Really, dude? We don't like your post, therefor Nazism? Any time some punk on a board gives a controversial opinion, then is refuted, it's a goddamned fascist regime - and it's making me wary that amateurs on the Internet are desensitizing those around them to concepts of true hate, true oppression, such that you won't even recognize it when it bites you on the ass (or invades your home without a warrant).

My personal sentiments aside, you are, by definition, a troll if you come onto a website with an intensely controversial opinion and state it objectively and rudely, attacking the board users with unprecedented rancor, and invite attention and pointless responses (like this one). It doesn't help your case that your name is Blowpeth (though I think we've got to give you a little credit for that one).

No, our appreciation of the band that leads us to insult you verbally across many miles of wire does not make us like the guy who assaulted the Red Sox fan with a baseball bat. You see, no one here would assault you with a guitar. What's more, I don't think we're capable of being so beautifully ironic - baseball fan gets attacked with the tool of his own pleasure. You've got the fans all wrong, too. We don't take the band that seriously. We like the music, I mean, we like it a TON. But I refer you to the Photoshopeth thread - and if you still think we take them seriously after even two pages of that, there's not much anyone can do to broaden your point of view. Well.

I can see you don't like the band, and that's fine, but REALLY man? "The resources used to make this album could've surely been used for something more helpful, like...something for helping homeless children." Of all the groups to attack for that, Opeth? They're only just now starting to become a more accessible band. Why not Avril Lavrigne or Britney Spears or something that we all agree is crap? You're unwilling to concede even the slightest credit to a band that has defined a sound and a synthesis of genres, with technical and aesthetic (though subjective) success - in fact, half of the first paragraph of your rant showcases the focus of the near-unanimous praise the band has been receiving for this album. Now, last possibility. Let's say Opeth actually suck really, really hard, and we're all wrong and you're right. Why'd you ruin it for us, ya asshole?

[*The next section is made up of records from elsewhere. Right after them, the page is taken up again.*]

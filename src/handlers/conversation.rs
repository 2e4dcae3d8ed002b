use std::io::Write;
use std::sync::Arc;

use crate::errors::ApiError;
use crate::models::{Conversation, Message};
use crate::services::prompt::Prompter;
use crate::services::ChatCompletion;
use crate::ui;

pub const QUIT_SENTINEL: &str = "quit";
pub const ANALYSIS_REQUEST_PREFIX: &str = "Analyze this food log and provide insights: ";

// Consecutive stdin failures tolerated before the loop gives up.
const MAX_READ_FAILURES: u32 = 3;

#[derive(Debug, Clone, Copy, PartialEq, Eq)]
pub enum LoopState {
    Init,
    FirstAnalysis,
    Idle,
    AwaitingReply,
    Terminated,
}

/// Owns the chat history for one run and drives the analyse-then-chat loop.
pub struct ConversationHandler {
    client: Arc<dyn ChatCompletion>,
    model: String,
    conversation: Conversation,
    state: LoopState,
    read_failures: u32,
}

impl ConversationHandler {
    /// Seeds the history with the system instruction (if any) and the food log
    /// analysis request.
    pub fn new(
        client: Arc<dyn ChatCompletion>,
        model: String,
        system_prompt: Option<&str>,
        food_log: &str,
    ) -> Self {
        let mut conversation = Conversation::new();
        if let Some(prompt) = system_prompt {
            conversation.push(Message::system(prompt));
        }
        conversation.push(Message::user(format!("{}{}", ANALYSIS_REQUEST_PREFIX, food_log)));

        Self {
            client,
            model,
            conversation,
            state: LoopState::Init,
            read_failures: 0,
        }
    }

    pub fn conversation(&self) -> &Conversation {
        &self.conversation
    }

    pub fn state(&self) -> LoopState {
        self.state
    }

    /// The mandatory first call. A failure here ends the run.
    pub async fn first_analysis<W: Write>(&mut self, out: &mut W) -> Result<(), ApiError> {
        self.state = LoopState::FirstAnalysis;
        log::info!("🥗 Requesting food log analysis");

        match self.client.complete(&self.model, self.conversation.messages()).await {
            Ok(reply) => {
                if let Err(e) = ui::render_reply(out, &reply) {
                    log::warn!("⚠️ Could not print reply: {}", e);
                }
                self.conversation.push(Message::assistant(reply));
                self.state = LoopState::Idle;
                Ok(())
            }
            Err(e) => {
                self.state = LoopState::Terminated;
                Err(e)
            }
        }
    }

    /// Handles one line of input from `Idle`. Returns the state reached.
    ///
    /// Only `quit` or the end of input leave the loop; read, request and print
    /// failures are reported and the handler goes back to `Idle`. A failed
    /// reply leaves the user's message in the history with no assistant
    /// answer after it; the next turn is sent as-is.
    pub async fn step<W: Write>(&mut self, prompter: &mut dyn Prompter, out: &mut W) -> LoopState {
        if self.state != LoopState::Idle {
            return self.state;
        }

        let input = match prompter.read_visible(ui::FOLLOW_UP_PROMPT) {
            Ok(Some(line)) => {
                self.read_failures = 0;
                line
            }
            Ok(None) => {
                log::info!("Input closed, ending conversation");
                self.state = LoopState::Terminated;
                return self.state;
            }
            Err(e) => {
                self.read_failures += 1;
                log::warn!("⚠️ Could not read input ({} in a row): {}", self.read_failures, e);
                report(out, "Could not read input", &e);
                if self.read_failures >= MAX_READ_FAILURES {
                    log::error!("❌ Giving up on input after {} failed reads", self.read_failures);
                    self.state = LoopState::Terminated;
                }
                return self.state;
            }
        };

        let input = input.trim();
        if input == QUIT_SENTINEL {
            self.state = LoopState::Terminated;
            return self.state;
        }
        if input.is_empty() {
            return self.state;
        }

        self.conversation.push(Message::user(input));
        self.state = LoopState::AwaitingReply;

        match self.client.complete(&self.model, self.conversation.messages()).await {
            Ok(reply) => {
                self.conversation.push(Message::assistant(reply));
                if let Some(reply) = self.conversation.last() {
                    if let Err(e) = ui::render_reply(out, &reply.content) {
                        log::warn!("⚠️ Could not print reply: {}", e);
                    }
                }
            }
            Err(e) => {
                log::warn!("⚠️ Follow-up request failed: {}", e);
                report(out, "Error sending request to API", &e);
            }
        }

        self.state = LoopState::Idle;
        self.state
    }

    /// Reads and answers follow-up questions until `quit` or end of input.
    pub async fn run<W: Write>(&mut self, prompter: &mut dyn Prompter, out: &mut W) {
        while self.step(prompter, out).await != LoopState::Terminated {}
        log::info!("👋 Conversation ended after {} messages", self.conversation.len());
    }
}

fn report<W: Write>(out: &mut W, context: &str, err: &dyn std::fmt::Display) {
    if let Err(e) = ui::render_error(out, context, err) {
        log::warn!("⚠️ Could not print error: {}", e);
    }
}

Alright, great, I fed the troll. But it is in the case the offhand chance that you're really serious, that bringing down five hairy awesome Swedes in the eyes a small fraction of their fans is your #1 priority, that I reply.
 
I love Watershed. My favourite 'Peth since BP. Really pleased with it. They went exactly where I wanted them to go.

As far as that lengthy negative review is concerned - fair enough. I can completely understand someone thinking that about it. I'm almost certain I would thought something similar 15 years ago. In my mid-thirties now and my tastes have changed drastically over time. It all comes down to what you specifically want out of music and whether it delivers it. There are many ways to listen and enjoy, not just one.
 
Not sure how many time I've posted this in this thread, but I am very satisfied with Watershed. Agreed that it's their best since BWP.
 
well the little opeth watershed review up there definitly lost its credibility when name dropping kamelot.